Task item: Where the word "ascending" appears in a line below, copy the whole line.

Data for analysis:
+ + + + +
//! Pairwise IoU (Intersection over Union) between two sets of boxes.

use nalgebra::{DMatrix, DVector, DVectorView};

use crate::detection::{boxes_to_matrix, validate_box_matrix, BoundingBox};
use crate::Result;

/// Floor applied to the union area so that two zero-area boxes give 0 instead of NaN.
pub const UNION_EPSILON: f64 = 1e-32;

/// IoU of a single pair of boxes.
///
/// This is the scalar definition; [`iou_matrix`] computes the same value for
/// every pair at once.
pub fn iou(a: &BoundingBox, b: &BoundingBox) -> f64 {
    let inter_w = (a.right.min(b.right) - a.left.max(b.left)).max(0.0);
    let inter_h = (a.bottom.min(b.bottom) - a.top.max(b.top)).max(0.0);
    let inter_area = inter_w * inter_h;
    let union_area = (a.area() + b.area() - inter_area).max(UNION_EPSILON);
    // `+ 0.0` turns a -0.0 overlap into 0.0 so zero IoUs compare equal.
    (inter_area / union_area).clamp(0.0, 1.0) + 0.0
}

/// Compute the IoU matrix between two box lists.
///
/// Returns an `(a.len(), b.len())` matrix where entry `(i, j)` is
/// `iou(&a[i], &b[j])`.
pub fn compute_iou(boxes_a: &[BoundingBox], boxes_b: &[BoundingBox]) -> DMatrix<f64> {
    iou_kernel(&boxes_to_matrix(boxes_a), &boxes_to_matrix(boxes_b))
}

/// Compute the IoU matrix between two box matrices.
///
/// # Arguments
/// * `boxes_a` - First set of boxes, shape (m, 4), format [left, top, right, bottom]
/// * `boxes_b` - Second set of boxes, shape (n, 4), same format
///
/// # Returns
/// IoU matrix of shape (m, n) with values in [0, 1]. Either side being empty
/// gives an empty matrix of the matching shape.
pub fn iou_matrix(boxes_a: &DMatrix<f64>, boxes_b: &DMatrix<f64>) -> Result<DMatrix<f64>> {
    validate_box_matrix(boxes_a)?;
    validate_box_matrix(boxes_b)?;
    Ok(iou_kernel(boxes_a, boxes_b))
}

fn iou_kernel(boxes_a: &DMatrix<f64>, boxes_b: &DMatrix<f64>) -> DMatrix<f64> {
    let m = boxes_a.nrows();
    let n = boxes_b.nrows();

    if m == 0 || n == 0 {
        return DMatrix::zeros(m, n);
    }

    // Column k of a box matrix broadcast to (m, n): down the rows for `a`,
    // across the columns for `b`.
    let rows_of = |k: usize| broadcast_down(boxes_a.column(k), n);
    let cols_of = |k: usize| broadcast_across(boxes_b.column(k), m);

    let left = rows_of(0).zip_map(&cols_of(0), f64::max);
    let top = rows_of(1).zip_map(&cols_of(1), f64::max);
    let right = rows_of(2).zip_map(&cols_of(2), f64::min);
    let bottom = rows_of(3).zip_map(&cols_of(3), f64::min);

    let inter_w = right.zip_map(&left, |r, l| (r - l).max(0.0));
    let inter_h = bottom.zip_map(&top, |b, t| (b - t).max(0.0));
    let inter_area = inter_w.component_mul(&inter_h);

    let area_a = areas(boxes_a);
    let area_b = areas(boxes_b);
    let union_area = broadcast_down(area_a.column(0), n) + broadcast_across(area_b.column(0), m)
        - &inter_area;

    inter_area.zip_map(&union_area, |inter, union| {
        (inter / union.max(UNION_EPSILON)).clamp(0.0, 1.0) + 0.0
    })
}

/// Signed area of each row of an (n, 4) box matrix.
fn areas(boxes: &DMatrix<f64>) -> DVector<f64> {
    let widths = boxes.column(2) - boxes.column(0);
    let heights = boxes.column(3) - boxes.column(1);
    widths.component_mul(&heights)
}

/// Repeat a length-m column `n` times: result[(i, j)] = v[i].
fn broadcast_down(v: DVectorView<f64>, n: usize) -> DMatrix<f64> {
    DMatrix::from_fn(v.len(), n, |i, _| v[i])
}

/// Repeat a length-n column as `m` rows: result[(i, j)] = v[j].
fn broadcast_across(v: DVectorView<f64>, m: usize) -> DMatrix<f64> {
    DMatrix::from_fn(m, v.len(), |_, j| v[j])
}
//! Greedy one-to-one matching of ground-truth boxes to predicted boxes.

use nalgebra::DMatrix;

/// Classification of every box in one (image, label) group.
#[derive(Debug, Clone, Default, PartialEq)]
pub struct GroupOutcome {
    /// Matched `(truth_idx, pred_idx)` pairs, in the order they were taken.
    pub matches: Vec<(usize, usize)>,

    /// Ground-truth rows left unmatched (false negatives), ascending.
    pub unmatched_truth: Vec<usize>,

    /// Prediction columns left unmatched (false positives), ascending.
    pub unmatched_pred: Vec<usize>,
}

impl GroupOutcome {
    /// Number of ground-truth boxes in the group.
    pub fn num_truth(&self) -> usize {
        self.matches.len() + self.unmatched_truth.len()
    }

    /// Number of predicted boxes in the group.
    pub fn num_pred(&self) -> usize {
        self.matches.len() + self.unmatched_pred.len()
    }

    pub fn true_positives(&self) -> usize {
        self.matches.len()
    }

    pub fn false_positives(&self) -> usize {
        self.unmatched_pred.len()
    }

    pub fn false_negatives(&self) -> usize {
        self.unmatched_truth.len()
    }
}

/// Match ground-truth rows to prediction columns of an IoU matrix.
///
/// Repeatedly takes the largest remaining IoU (the first one in row-major
/// order when several are exactly equal), stops once it falls strictly below
/// `threshold`, and otherwise consumes that row and column. A pair whose IoU
/// equals `threshold` is a match.
///
/// This is greedy, not an optimal assignment: a later pair is never traded
/// for a better total. Confidence scores play no part in the order.
///
/// # Arguments
/// * `iou_matrix` - IoU matrix (n_truth x n_pred)
/// * `threshold` - Minimum IoU for a valid match
pub fn match_group(iou_matrix: &DMatrix<f64>, threshold: f64) -> GroupOutcome {
    let n_truth = iou_matrix.nrows();
    let n_pred = iou_matrix.ncols();

    if n_truth == 0 || n_pred == 0 {
        return GroupOutcome {
            matches: Vec::new(),
            unmatched_truth: (0..n_truth).collect(),
            unmatched_pred: (0..n_pred).collect(),
        };
    }

    // Candidates in row-major order; the stable sort keeps that order among
    // equal IoUs, which is the tie-break of a row-major arg-max scan.
    // `total_cmp` orders -0.0 below 0.0, so zeros are normalized first.
    let mut candidates: Vec<(f64, usize, usize)> = Vec::with_capacity(n_truth * n_pred);
    for i in 0..n_truth {
        for j in 0..n_pred {
            let iou = iou_matrix[(i, j)] + 0.0;
            if iou >= threshold {
                candidates.push((iou, i, j));
            }
        }
    }
    candidates.sort_by(|a, b| b.0.total_cmp(&a.0));

    let mut used_truth = vec![false; n_truth];
    let mut used_pred = vec![false; n_pred];
    let mut matches = Vec::new();

    for (_iou, truth_idx, pred_idx) in candidates {
        if used_truth[truth_idx] || used_pred[pred_idx] {
            continue;
        }

        matches.push((truth_idx, pred_idx));
        used_truth[truth_idx] = true;
        used_pred[pred_idx] = true;

        if matches.len() == n_truth.min(n_pred) {
            break;
        }
    }

    GroupOutcome {
        matches,
        unmatched_truth: get_unmatched(&used_truth),
        unmatched_pred: get_unmatched(&used_pred),
    }
}

/// Indices whose consumed marker is still unset.
pub fn get_unmatched(used: &[bool]) -> Vec<usize> {
    used.iter()
        .enumerate()
        .filter(|&(_, &is_used)| !is_used)
        .map(|(idx, _)| idx)
        .collect()
}
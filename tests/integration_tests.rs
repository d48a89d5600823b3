//! Integration tests for detection_eval.
//!
//! These tests run complete evaluations from records or files to the
//! rendered table.

use std::io::Write;

use approx::assert_relative_eq;
use tempfile::NamedTempFile;

use detection_eval::metrics::write_report;
use detection_eval::{
    compute_iou, evaluate, match_group, BoundingBox, Detection, DetectionFileParser,
    EvaluationConfig, OutputFormat,
};

fn gt(image: &str, b: [f64; 4], label: &str) -> Detection {
    Detection::ground_truth(image, BoundingBox::from(b), label)
}

fn pred(image: &str, b: [f64; 4], label: &str, score: f64) -> Detection {
    Detection::new(image, BoundingBox::from(b), label, score)
}

fn config(threshold: f64) -> EvaluationConfig {
    EvaluationConfig::new(threshold).expect("valid threshold")
}

// =============================================================================
// Reference scenarios
// =============================================================================

#[test]
fn test_identical_boxes_are_a_perfect_match() {
    let truth = vec![gt("img", [0.0, 0.0, 10.0, 10.0], "apple")];
    let preds = vec![pred("img", [0.0, 0.0, 10.0, 10.0], "apple", 0.9)];

    let report = evaluate(&truth, &preds, &config(0.5)).unwrap();
    let apple = report.get("apple").unwrap();

    assert_eq!(apple.counts.true_positive, 1);
    assert_eq!(apple.metrics.precision, 1.0);
    assert_eq!(apple.metrics.recall, 1.0);
    assert_eq!(apple.metrics.f1, 1.0);
}

#[test]
fn test_missing_prediction_is_a_false_negative() {
    let truth = vec![gt("img", [0.0, 0.0, 10.0, 10.0], "apple")];

    let report = evaluate(&truth, &[], &config(0.5)).unwrap();
    let apple = report.get("apple").unwrap();

    assert_eq!(apple.counts.true_positive, 0);
    assert_eq!(apple.counts.false_negative, 1);
    assert_eq!(apple.counts.false_positive, 0);
    assert_eq!(apple.metrics.precision, 0.0);
    assert_eq!(apple.metrics.recall, 0.0);
    assert_eq!(apple.metrics.f1, 0.0);
}

#[test]
fn test_disjoint_boxes_give_false_negative_and_false_positive() {
    let truth = vec![gt("img", [0.0, 0.0, 10.0, 10.0], "apple")];
    let preds = vec![pred("img", [20.0, 20.0, 30.0, 30.0], "apple", 0.9)];

    let iou = compute_iou(&[truth[0].bbox], &[preds[0].bbox]);
    assert_eq!(iou[(0, 0)], 0.0);

    let report = evaluate(&truth, &preds, &config(0.5)).unwrap();
    let apple = report.get("apple").unwrap();
    assert_eq!(apple.counts.true_positive, 0);
    assert_eq!(apple.counts.false_negative, 1);
    assert_eq!(apple.counts.false_positive, 1);
}

#[test]
fn test_higher_iou_truth_wins_regardless_of_score() {
    // Both truths overlap the single prediction above threshold; the second
    // one overlaps more and takes the match.
    let truth = vec![
        gt("img", [0.0, 0.0, 10.0, 12.0], "apple"),
        gt("img", [0.0, 0.0, 10.0, 10.0], "apple"),
    ];
    let preds = vec![pred("img", [0.0, 0.0, 10.0, 10.0], "apple", 0.1)];

    let iou = compute_iou(&[truth[0].bbox, truth[1].bbox], &[preds[0].bbox]);
    assert!(iou[(0, 0)] >= 0.5);
    assert!(iou[(1, 0)] > iou[(0, 0)]);

    let outcome = match_group(&iou, 0.5);
    assert_eq!(outcome.matches, vec![(1, 0)]);
    assert_eq!(outcome.unmatched_truth, vec![0]);

    let report = evaluate(&truth, &preds, &config(0.5)).unwrap();
    let apple = report.get("apple").unwrap();
    assert_eq!(apple.counts.true_positive, 1);
    assert_eq!(apple.counts.false_negative, 1);
    assert_eq!(apple.counts.false_positive, 0);
}

#[test]
fn test_low_score_prediction_beats_high_score_prediction() {
    let truth = vec![gt("img", [0.0, 0.0, 10.0, 10.0], "apple")];
    let preds = vec![
        pred("img", [0.0, 0.0, 10.0, 7.0], "apple", 0.99),
        pred("img", [0.0, 0.0, 10.0, 9.0], "apple", 0.01),
    ];
    let iou = compute_iou(&[truth[0].bbox], &[preds[0].bbox, preds[1].bbox]);
    let outcome = match_group(&iou, 0.5);
    assert_eq!(outcome.matches, vec![(0, 1)]);
    assert_eq!(outcome.unmatched_pred, vec![0]);
}

// =============================================================================
// Threshold boundary
// =============================================================================

#[test]
fn test_threshold_boundary() {
    // IoU of these boxes is exactly 0.5.
    let truth = vec![gt("img", [0.0, 0.0, 10.0, 10.0], "apple")];
    let preds = vec![pred("img", [0.0, 0.0, 10.0, 5.0], "apple", 0.9)];

    let at = evaluate(&truth, &preds, &config(0.5)).unwrap();
    assert_eq!(at.get("apple").unwrap().counts.true_positive, 1);

    let above = evaluate(&truth, &preds, &config(0.5 + 1e-9)).unwrap();
    let apple = above.get("apple").unwrap();
    assert_eq!(apple.counts.true_positive, 0);
    assert_eq!(apple.counts.false_negative, 1);
    assert_eq!(apple.counts.false_positive, 1);
}

// =============================================================================
// Invariants
// =============================================================================

#[test]
fn test_group_count_invariants_and_determinism() {
    let mut truth = Vec::new();
    let mut preds = Vec::new();
    for i in 0..6 {
        let x = (i * 7) as f64;
        truth.push(gt("img", [x, 0.0, x + 10.0, 10.0], "apple"));
        truth.push(gt("img", [x, 0.0, x + 10.0, 10.0], "pear"));
    }
    for i in 0..9 {
        let x = (i * 5) as f64;
        preds.push(pred("img", [x, 1.0, x + 9.0, 11.0], "apple", 0.5));
    }

    let first = evaluate(&truth, &preds, &config(0.3)).unwrap();
    for class in &first.classes {
        let c = &class.counts;
        assert!(c.true_positive <= c.total_true.min(c.total_pred));
        assert_eq!(c.true_positive + c.false_negative, c.total_true);
        assert_eq!(c.true_positive + c.false_positive, c.total_pred);
    }

    for _ in 0..5 {
        assert_eq!(evaluate(&truth, &preds, &config(0.3)).unwrap(), first);
    }
}

// =============================================================================
// Files to rendered table
// =============================================================================

fn temp_file(contents: &str) -> NamedTempFile {
    let mut file = NamedTempFile::new().unwrap();
    file.write_all(contents.as_bytes()).unwrap();
    file
}

#[test]
fn test_end_to_end_from_files() {
    let gt_file = temp_file(
        "0001.jpg 0,0,10,10 apple\n\
         0001.jpg 20,20,30,30 apple\n\
         0001.jpg 50,50,60,60 pear\n\
         0002.jpg 0,0,10,10 apple\n",
    );
    let det_file = temp_file(
        "0001.jpg 0,0,10,10 apple 0.9\n\
         0001.jpg 21,21,30,30 apple 0.8\n\
         0002.jpg 40,40,50,50 apple 0.7\n\
         0002.jpg 0,0,10,10 kiwi 0.6\n",
    );

    let truth = DetectionFileParser::ground_truth(gt_file.path()).parse().unwrap();
    let preds = DetectionFileParser::predictions(det_file.path()).parse().unwrap();
    let report = evaluate(&truth, &preds, &EvaluationConfig::default()).unwrap();

    let labels: Vec<&str> = report.classes.iter().map(|c| c.label.as_str()).collect();
    assert_eq!(labels, vec!["apple", "pear", "kiwi"]);

    let apple = report.get("apple").unwrap();
    assert_eq!(apple.counts.true_positive, 2);
    assert_eq!(apple.counts.false_positive, 1);
    assert_eq!(apple.counts.false_negative, 1);
    assert_relative_eq!(apple.metrics.precision, 2.0 / 3.0, epsilon = 1e-12);

    let mut out = Vec::new();
    write_report(&mut out, &report, OutputFormat::Text).unwrap();
    let text = String::from_utf8(out).unwrap();
    assert_eq!(
        text,
        "apple:\n\tPrecision: 0.67\n\tRecall: 0.67\n\tF1 score: 0.67\n\n\
         pear:\n\tPrecision: 0.00\n\tRecall: 0.00\n\tF1 score: 0.00\n\n\
         kiwi:\n\tPrecision: 0.00\n\tRecall: 0.00\n\tF1 score: 0.00\n\n"
    );
}

#[test]
fn test_malformed_file_aborts() {
    let det_file = temp_file("0001.jpg 0,0,10,10 apple 0.9\n0001.jpg 0,0,10 apple 0.8\n");
    let err = DetectionFileParser::predictions(det_file.path())
        .parse()
        .unwrap_err();
    assert!(err.to_string().contains(":2:"), "unexpected message: {}", err);
}
//! # detection_eval - Object Detection Evaluation
//!
//! Scores object-detection predictions against ground-truth annotations.
//!
//! Boxes are grouped by `(image, label)`. Within each group the pairwise IoU
//! matrix is computed and boxes are matched one-to-one by greedy highest-IoU
//! matching. Matched pairs are true positives, leftover ground truth are false
//! negatives and leftover predictions are false positives. Counts are summed
//! per label and turned into precision, recall and F1.
//!
//! ## Example
//!
//! ```rust
//! use detection_eval::{evaluate, BoundingBox, Detection, EvaluationConfig};
//!
//! let truth = vec![Detection::ground_truth("img.jpg", BoundingBox::new(0.0, 0.0, 10.0, 10.0), "apple")];
//! let preds = vec![Detection::new("img.jpg", BoundingBox::new(0.0, 0.0, 10.0, 10.0), "apple", 0.9)];
//!
//! let report = evaluate(&truth, &preds, &EvaluationConfig::default()).unwrap();
//! assert_eq!(report.classes[0].metrics.f1, 1.0);
//! ```

pub mod detection;
pub mod iou;
pub mod matching;
pub mod metrics;

// Re-exports for convenience
pub use detection::{BoundingBox, Detection};
pub use iou::{compute_iou, iou, iou_matrix};
pub use matching::{match_group, GroupOutcome};
pub use metrics::{
    evaluate, ClassCounts, ClassMetrics, ClassReport, DetectionFileParser, EvaluationConfig,
    EvaluationReport, MetricsAccumulator, OutputFormat,
};

// Error types
pub use crate::error::{Error, Result};

mod error {
    use std::path::PathBuf;
    use thiserror::Error;

    /// Errors that can occur while evaluating detections
    #[derive(Error, Debug)]
    pub enum Error {
        #[error("Invalid configuration: {0}")]
        InvalidConfig(String),

        #[error("Invalid box matrix: expected shape {expected}, got {got}")]
        InvalidBoxes { expected: String, got: String },

        #[error("Malformed record at {}:{line}: {reason}", path.display())]
        MalformedRecord {
            path: PathBuf,
            line: usize,
            reason: String,
        },

        #[error(transparent)]
        IoError(#[from] std::io::Error),

        #[error(transparent)]
        JsonError(#[from] serde_json::Error),
    }

    /// Result type for detection_eval operations
    pub type Result<T> = std::result::Result<T, Error>;
}
//! Per-class detection metrics.
//!
//! This module turns parsed detections into per-label precision, recall and
//! F1. It includes:
//!
//! - `DetectionFileParser` - Parse ground-truth and detection result files
//! - `MetricsAccumulator` - Running per-label counts
//! - `evaluate` - Group, match and accumulate a whole run
//! - `write_report` - Render the final table as text or JSON

mod detection_parser;
mod accumulator;
mod evaluation;
mod report;

pub use detection_parser::{DetectionFileParser, RecordKind};
pub use accumulator::{ClassCounts, ClassMetrics, ClassReport, MetricsAccumulator};
pub use evaluation::{evaluate, group_detections, EvaluationConfig, EvaluationReport, Group, GroupKey};
pub use report::{write_report, OutputFormat};
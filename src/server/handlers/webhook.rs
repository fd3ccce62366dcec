//! Inbound webhook handler: the platform delivers one update per request.
//!
//! The flow is: authenticate the delivery against the stored secret, run the
//! update through the synchronization pipeline in its own transaction, then
//! relay the raw body to the tenant's redirect URL if one is configured.
//! Synchronization and redirect delivery are independent, sequential steps;
//! neither can fail the acknowledgment.

use axum::body::Bytes;
use axum::extract::{Path, State};
use axum::http::{HeaderMap, StatusCode};
use axum::response::{IntoResponse, Response};
use serde_json::Value;

use crate::crypto::SecretKind;
use crate::pipeline::run_webhook_sync;
use crate::server::config::REDIRECT_TIMEOUT_SECS;
use crate::server::state::SharedState;
use crate::server::utils::{api_error, now_secs};
use crate::upstream::deliver_redirect;

const SECRET_HEADER: &str = "x-telegram-bot-api-secret-token";

pub async fn handle_update(
    State(state): State<SharedState>,
    Path(bot_id): Path<i64>,
    headers: HeaderMap,
    body: Bytes,
) -> Response {
    let presented = headers
        .get(SECRET_HEADER)
        .and_then(|v| v.to_str().ok())
        .unwrap_or_default();

    // Authenticate, synchronize, and pull out the redirect config in one
    // lock scope; the redirect round trip happens after release.
    let redirect = {
        let mut st = state.lock().await;

        let webhook = match st.storage.get_webhook(bot_id) {
            Ok(Some(webhook)) => webhook,
            Ok(None) => return api_error(StatusCode::UNAUTHORIZED, "invalid token"),
            Err(e) => return api_error(StatusCode::INTERNAL_SERVER_ERROR, e.to_string()),
        };
        match st.secrets.open(&webhook.secret_token, SecretKind::WebhookToken) {
            Ok(expected) if expected == presented => {}
            _ => return api_error(StatusCode::UNAUTHORIZED, "invalid token"),
        }

        let payload: Value = match serde_json::from_slice(&body) {
            Ok(payload) => payload,
            Err(_) => return api_error(StatusCode::BAD_REQUEST, "JSON body expected"),
        };

        run_webhook_sync(&mut st.storage, &payload, bot_id, now_secs());

        let url = webhook
            .redirect_url
            .as_deref()
            .and_then(|sealed| st.secrets.open(sealed, SecretKind::WebhookUrl).ok());
        let secret = webhook
            .redirect_token
            .as_deref()
            .and_then(|sealed| {
                st.secrets
                    .open(sealed, SecretKind::WebhookRedirectToken)
                    .ok()
            });
        url.map(|url| (url, secret))
    };
    // Lock released.

    if let Some((url, secret)) = redirect {
        if let Err(e) = deliver_redirect(&url, secret.as_deref(), &body, REDIRECT_TIMEOUT_SECS) {
            crate::mlog!(
                "webhook: {} redirect delivery failed: {e}",
                crate::logging::bot_tag(bot_id)
            );
        }
    }

    StatusCode::OK.into_response()
}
+ + + + +
Result below:
    /// Ground-truth rows left unmatched (false negatives), ascending.
    /// Prediction columns left unmatched (false positives), ascending.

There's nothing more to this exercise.